Per-Tenant Encryption

  • (RESOLVED IN 5.1.0) ORION-114057: A tenant_create returned an error : ObjectCreateResultCode.FAILURE error occurs when attempting to create 256 tenants, each with a unique encryption group, if prior to this attempt, a tenant with per-tenant encryption enabled was created and then deleted.

Quotas

  • (RESOLVED IN 5.1.0-SP60, 5.2.0) ORION-206297: In some cases, quota capacity percentage shown in the Element Store -> Quotas page may not get updated properly to reflect the capacity consumption. If you encounter this issue, use Uplink to view the data.

  • (RESOLVED IN 5.2.0) ORION-178975: After creating a user quota with the identifier type set to UID, VMS lists this quota under the corresponding username pulled from the LDAP provider but not under the UID specified during quota creation.

Lifecycle Rules

  • (RESOLVED IN 5.1.0-SP50, 5.2.0-SP6) ORION-201538: The lifecycle rule mechanism deletes empty directories that were created through NFS and SMB protocols on the view for which a lifecycle rule is enabled, even when the empty directories are not expired according to the enabled lifecycle rule.

QoS

  • ORION-139913: When applying a QoS policy to NFSv3 access, both data and metadata are taken into account in QoS limit calculations, while with NFSv4.1, only data are considered.

  • ORION-137986: Enabling a QoS policy for a view on which a mixed (read and write) workload runs, can result in decreased performance for the workload.

Protocols

  • (RESOLVED IN 5.1.0-SP60, 5.2.0-SP10) ORION-216774: For views with the SMB and S3 protocols enabled and the Mixed Last Wins or SMB security flavor set, the owner of a child directory in a parent that has no default ACL, may in some cases be set incorrectly.

  • (RESOLVED IN 5.3.0) ORION-204972: When creating S3 objects on a multi-protocol view controlled with the NFS security flavor, in a directory for which the SGID POSIX modebit is set, the SGID modebit may get propagated to files/objects created in that directory.

NFS

  • (RESOLVED IN 5.1.0-SP50) ORION-193090: The READDIR and READDIRPLUS operations against a directory with a name longer than 255 characters may hang without returning an error.

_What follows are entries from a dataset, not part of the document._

//! UDP echo application
//!
//! The server answers every echo request it receives while active. The
//! client sends a fixed number of requests at a fixed interval and times
//! each reply against the send time of its own sequence number.

use std::collections::HashMap;
use std::time::Duration;

use manet_core::{DataKind, DataPacket, FlowKey, NodeId, RoutingError, SimTime};
use manet_detect::{RttConfig, RttEstimator};
use tracing::{debug, info, warn};

use crate::config::EchoConfig;

/// Ephemeral port the client sends from
pub const CLIENT_PORT: u16 = 49153;

/// Callbacks the engine invokes on a node's applications
pub trait PacketHandler {
    /// A data packet arrived for this node; returns packets to send in reply
    fn on_receive(&mut self, packet: &DataPacket, now: SimTime) -> Vec<DataPacket>;

    /// The router finished with a packet this node sent
    fn on_send_complete(&mut self, packet: &DataPacket, result: &Result<(), RoutingError>, now: SimTime);
}

/// Answers echo requests on one port
#[derive(Debug, Clone)]
pub struct EchoServer {
    node: NodeId,
    port: u16,
    start: SimTime,
    stop: SimTime,
    received: u64,
}

impl EchoServer {
    pub fn new(node: NodeId, port: u16, start: SimTime, stop: SimTime) -> Self {
        Self {
            node,
            port,
            start,
            stop,
            received: 0,
        }
    }

    pub fn port(&self) -> u16 {
        self.port
    }

    /// Requests answered so far
    pub fn received(&self) -> u64 {
        self.received
    }

    pub fn is_active(&self, now: SimTime) -> bool {
        now >= self.start && now < self.stop
    }
}

impl PacketHandler for EchoServer {
    fn on_receive(&mut self, packet: &DataPacket, now: SimTime) -> Vec<DataPacket> {
        if packet.kind != DataKind::EchoRequest
            || packet.flow.destination_port != self.port
            || packet.destination() != self.node
        {
            return Vec::new();
        }
        if !self.is_active(now) {
            debug!(node = %self.node, "Echo server inactive, ignoring request");
            return Vec::new();
        }
        self.received += 1;
        info!(
            node = %self.node,
            from = %packet.source(),
            sequence = packet.sequence,
            bytes = packet.payload_len,
            "Echo request received"
        );
        vec![DataPacket {
            flow: packet.flow.reversed(),
            sequence: packet.sequence,
            payload_len: packet.payload_len,
            kind: DataKind::EchoReply,
            sent_at: now,
        }]
    }

    fn on_send_complete(&mut self, packet: &DataPacket, result: &Result<(), RoutingError>, _now: SimTime) {
        if packet.kind != DataKind::EchoReply || packet.flow.source_port != self.port {
            return;
        }
        if let Err(err) = result {
            warn!(node = %self.node, sequence = packet.sequence, error = %err, "Echo reply not sent");
        }
    }
}

/// Sends echo requests and measures their round trips
#[derive(Debug, Clone)]
pub struct EchoClient {
    flow: FlowKey,
    packet_size: u32,
    max_packets: u32,
    interval: Duration,
    start: SimTime,
    stop: SimTime,
    next_sequence: u32,
    /// Send time of every request still awaiting its reply
    pending: HashMap<u32, SimTime>,
    rtt: RttEstimator,
    rtts: Vec<Duration>,
    failures: Vec<RoutingError>,
}

impl EchoClient {
    pub fn new(source: NodeId, sink: NodeId, config: &EchoConfig, stop: SimTime, rtt_config: RttConfig) -> Self {
        Self {
            flow: FlowKey::udp(source, CLIENT_PORT, sink, config.port),
            packet_size: config.packet_size,
            max_packets: config.max_packets,
            interval: config.interval,
            start: SimTime::from_duration(config.client_start),
            stop,
            next_sequence: 0,
            pending: HashMap::new(),
            rtt: RttEstimator::new(rtt_config),
            rtts: Vec::new(),
            failures: Vec::new(),
        }
    }

    pub fn flow(&self) -> FlowKey {
        self.flow
    }

    /// When the first request goes out
    pub fn start(&self) -> SimTime {
        self.start
    }

    pub fn interval(&self) -> Duration {
        self.interval
    }

    pub fn sent(&self) -> u32 {
        self.next_sequence
    }

    /// Round trips measured, in arrival order
    pub fn rtts(&self) -> &[Duration] {
        &self.rtts
    }

    pub fn estimator(&self) -> &RttEstimator {
        &self.rtt
    }

    pub fn failures(&self) -> &[RoutingError] {
        &self.failures
    }

    /// Requests sent and not yet answered or failed
    pub fn outstanding(&self) -> usize {
        self.pending.len()
    }

    /// Produce the next request, if the budget and the clock allow
    pub fn next_request(&mut self, now: SimTime) -> Option<DataPacket> {
        if self.next_sequence >= self.max_packets || now < self.start || now >= self.stop {
            return None;
        }
        let sequence = self.next_sequence;
        self.next_sequence += 1;
        self.pending.insert(sequence, now);
        info!(flow = %self.flow, sequence, bytes = self.packet_size, "Echo request sent");
        Some(DataPacket {
            flow: self.flow,
            sequence,
            payload_len: self.packet_size,
            kind: DataKind::EchoRequest,
            sent_at: now,
        })
    }

    /// Whether another request remains after the one just sent
    pub fn has_more(&self, now: SimTime) -> bool {
        self.next_sequence < self.max_packets && now + self.interval < self.stop
    }
}

impl PacketHandler for EchoClient {
    fn on_receive(&mut self, packet: &DataPacket, now: SimTime) -> Vec<DataPacket> {
        if packet.kind != DataKind::EchoReply || packet.flow != self.flow.reversed() {
            return Vec::new();
        }
        let Some(sent_at) = self.pending.remove(&packet.sequence) else {
            debug!(sequence = packet.sequence, "Reply for unknown echo, ignoring");
            return Vec::new();
        };
        let rtt = now.saturating_duration_since(sent_at);
        self.rtt.record(rtt);
        self.rtts.push(rtt);
        info!(
            flow = %self.flow,
            sequence = packet.sequence,
            rtt_us = rtt.as_micros() as u64,
            srtt_us = self.rtt.estimate().unwrap_or_default().as_micros() as u64,
            "Echo reply received"
        );
        Vec::new()
    }

    fn on_send_complete(&mut self, packet: &DataPacket, result: &Result<(), RoutingError>, _now: SimTime) {
        if packet.flow != self.flow {
            return;
        }
        match result {
            Ok(()) => debug!(sequence = packet.sequence, "Echo request handed to next hop"),
            Err(err) => {
                warn!(flow = %self.flow, sequence = packet.sequence, error = %err, "Echo request failed");
                self.pending.remove(&packet.sequence);
                self.failures.push(err.clone());
            }
        }
    }
}

/// An application installed on a node
#[derive(Debug, Clone)]
pub enum Application {
    EchoServer(EchoServer),
    EchoClient(EchoClient),
}

impl PacketHandler for Application {
    fn on_receive(&mut self, packet: &DataPacket, now: SimTime) -> Vec<DataPacket> {
        match self {
            Self::EchoServer(server) => server.on_receive(packet, now),
            Self::EchoClient(client) => client.on_receive(packet, now),
        }
    }

    fn on_send_complete(&mut self, packet: &DataPacket, result: &Result<(), RoutingError>, now: SimTime) {
        match self {
            Self::EchoServer(server) => server.on_send_complete(packet, result, now),
            Self::EchoClient(client) => client.on_send_complete(packet, result, now),
        }
    }
}
//! Stress tests for manet-routing
//!
//! These tests drive many routers through floods over line and grid
//! topologies and hammer the routing table with updates.

use std::collections::VecDeque;
use std::time::{Duration, Instant};

use manet_core::{Addressing, Frame, NodeId, SeqNo, SimTime};
use manet_routing::{AodvRouter, RouteUpdate, RouterAction, RouterConfig, RoutingTable};
use rand::SeedableRng;
use rand::rngs::StdRng;

/// Deliver every transmitted frame to the neighbors `adjacent` allows,
/// one hop per 100us, until nothing is left in flight.
fn drain<F>(routers: &mut [AodvRouter], initial: Vec<RouterAction>, origin: usize, adjacent: F)
where
    F: Fn(usize, usize) -> bool,
{
    let mut rng = StdRng::seed_from_u64(7);
    let mut queue: VecDeque<(usize, Frame, u64)> = VecDeque::new();

    let enqueue = |queue: &mut VecDeque<(usize, Frame, u64)>,
                   sender: usize,
                   actions: Vec<RouterAction>,
                   step: u64| {
        for action in actions {
            if let RouterAction::Transmit { frame, .. } = action {
                queue.push_back((sender, frame, step + 1));
            }
        }
    };

    enqueue(&mut queue, origin, initial, 0);
    while let Some((sender, frame, step)) = queue.pop_front() {
        let now = SimTime::from_micros(step * 100);
        let receivers: Vec<usize> = match frame.to {
            Addressing::Broadcast => (0..routers.len())
                .filter(|&r| r != sender && adjacent(sender, r))
                .collect(),
            Addressing::Unicast(to) => {
                let to = to.0 as usize;
                if adjacent(sender, to) { vec![to] } else { vec![] }
            }
        };
        for receiver in receivers {
            let actions = routers[receiver].on_receive(frame.clone(), now, &mut rng);
            enqueue(&mut queue, receiver, actions, step);
        }
    }
}

fn make_routers(count: u32) -> Vec<AodvRouter> {
    NodeId::range(count)
        .into_iter()
        .map(|id| AodvRouter::new(id, RouterConfig::default()))
        .collect()
}

#[test]
fn test_routing_table_throughput() {
    const UPDATES: u32 = 10_000;
    const DESTINATIONS: u32 = 1_000;

    let table = RoutingTable::new(Duration::from_secs(3));
    let now = SimTime::ZERO;

    let start = Instant::now();
    for i in 0..UPDATES {
        let update = RouteUpdate {
            destination: NodeId(i % DESTINATIONS),
            next_hop: NodeId(i % 7),
            hop_count: (i % 10) as u8 + 1,
            seq: SeqNo(i / DESTINATIONS + 1),
        };
        table
            .update(update, Duration::from_secs(3), now)
            .expect("every pass carries a newer sequence number");
    }
    println!("Applied {} updates in {:?}", UPDATES, start.elapsed());

    assert_eq!(table.len(), DESTINATIONS as usize);
    for dest in 0..DESTINATIONS {
        assert_eq!(
            table.last_known_seq(NodeId(dest)),
            Some(SeqNo(UPDATES / DESTINATIONS))
        );
    }
}

#[test]
fn test_line_flood_forwards_each_request_once() {
    const NODES: u32 = 20;
    let mut routers = make_routers(NODES);
    let destination = NodeId(NODES - 1);

    let initial = routers[0].discover(destination, SimTime::ZERO);
    drain(&mut routers, initial, 0, |a, b| a.abs_diff(b) == 1);

    let route = routers[0]
        .route_to(destination, SimTime::from_millis(10))
        .expect("route discovered");
    assert_eq!(route.next_hop, NodeId(1));
    assert_eq!(route.hop_count, (NODES - 1) as u8);

    for router in &routers[1..(NODES - 1) as usize] {
        assert_eq!(router.stats().requests_forwarded, 1, "{}", router.id());
        assert_eq!(router.stats().replies_forwarded, 1, "{}", router.id());
    }
    assert_eq!(routers[(NODES - 1) as usize].stats().replies_sent, 1);

    // Every node on the path knows both directions
    let later = SimTime::from_millis(10);
    for (i, router) in routers.iter().enumerate().skip(1).take((NODES - 2) as usize) {
        assert_eq!(router.route_to(NodeId(0), later).unwrap().hop_count, i as u8);
        assert_eq!(
            router.route_to(destination, later).unwrap().hop_count,
            (NODES as usize - 1 - i) as u8
        );
    }
}

#[test]
fn test_grid_flood_suppresses_duplicates() {
    const SIDE: usize = 6;
    let mut routers = make_routers((SIDE * SIDE) as u32);
    let adjacent = |a: usize, b: usize| {
        let (ax, ay) = (a % SIDE, a / SIDE);
        let (bx, by) = (b % SIDE, b / SIDE);
        ax.abs_diff(bx) + ay.abs_diff(by) == 1
    };
    let destination = NodeId((SIDE * SIDE - 1) as u32);

    let initial = routers[0].discover(destination, SimTime::ZERO);
    drain(&mut routers, initial, 0, adjacent);

    let route = routers[0]
        .route_to(destination, SimTime::from_millis(10))
        .expect("route discovered");
    assert_eq!(route.hop_count, (2 * (SIDE - 1)) as u8);

    let mut duplicates = 0;
    for router in &routers[1..SIDE * SIDE - 1] {
        assert!(router.stats().requests_forwarded <= 1, "{}", router.id());
        duplicates += router.stats().duplicates_dropped;
    }
    assert!(duplicates > 0);
    assert_eq!(routers[SIDE * SIDE - 1].stats().replies_sent, 1);
}

#[test]
fn test_many_sequential_discoveries() {
    const NODES: u32 = 8;
    let mut routers = make_routers(NODES);

    for target in 1..NODES {
        let initial = routers[0].discover(NodeId(target), SimTime::ZERO);
        drain(&mut routers, initial, 0, |a, b| a.abs_diff(b) == 1);
    }

    let now = SimTime::from_millis(1);
    for target in 1..NODES {
        let route = routers[0].route_to(NodeId(target), now).unwrap();
        assert_eq!(route.hop_count, target as u8);
    }
    assert_eq!(routers[0].samples().len(), (NODES - 1) as usize);
}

  • (RESOLVED IN 5.1.0) ORION-135514: The word percent in the CNode <...> nfs over rdma connections is at <...> percent alert should be read as connections, since the alert shows the number of connections but not a percentage.

SMB

  • (RESOLVED IN 5.3.0) ORION-144020: When use of Kerberos/NTLM authentication to authorize SMB users from non-trusting domains is enabled for the tenant, a Windows client would let you add a new ACE only by searching for a specific user in the list of trusted forest users, instead of locating the user through the list of domains.

  • ORION-142968: If a quota is exceeded during the process of coping a file to the VAST cluster, the copying process is stopped with a misleading error message: A device attached to the system is not functioning.

S3

  • (RESOLVED IN 5.1.0-SP60) ORION-217661: If the final part of a multipart upload has a size of 0 (zero), VAST Cluster responds with a 400 Bad Request error.

  • (RESOLVED IN 5.3.0) ORION-198606: In rare cases, an IO is stuck - should close alert can be raised on a CNode caused by the cluster waiting for completion of an S3 multi-part upload.

  • (RESOLVED IN 5.1.0) ORION-136816: S3 GET of a symlink is blocked but HeadObject and GetObjectACL operations still succeed.

Protocol Auditing

  • (RESOLVED IN 5.1.0) ORION-134836: When displaying path details in the VAST Audit log dialog, the phandle field does not show the phandle.

VAST Database

  • ORION-163038: When importing data into a VAST Database table and there is a type mismatch between the column and the data being imported, VAST Cluster produces an ambiguous error message (Failed to get column) instead of pointing to the expected data type.

Data Protection

  • (RESOLVED IN 5.2.0, 5.1.0-SP50) ORION-196575: An attempt to bulk delete a large number of protected paths may result in a timeout in case an issue occurs during the deletion of one of the protected paths.

Replication

  • (RESOLVED IN 5.1.0-SP30) ORION-201982: An attempt to replicate from more than eight source clusters may result in a CNode container restart with the Buffers pool is exhausted error.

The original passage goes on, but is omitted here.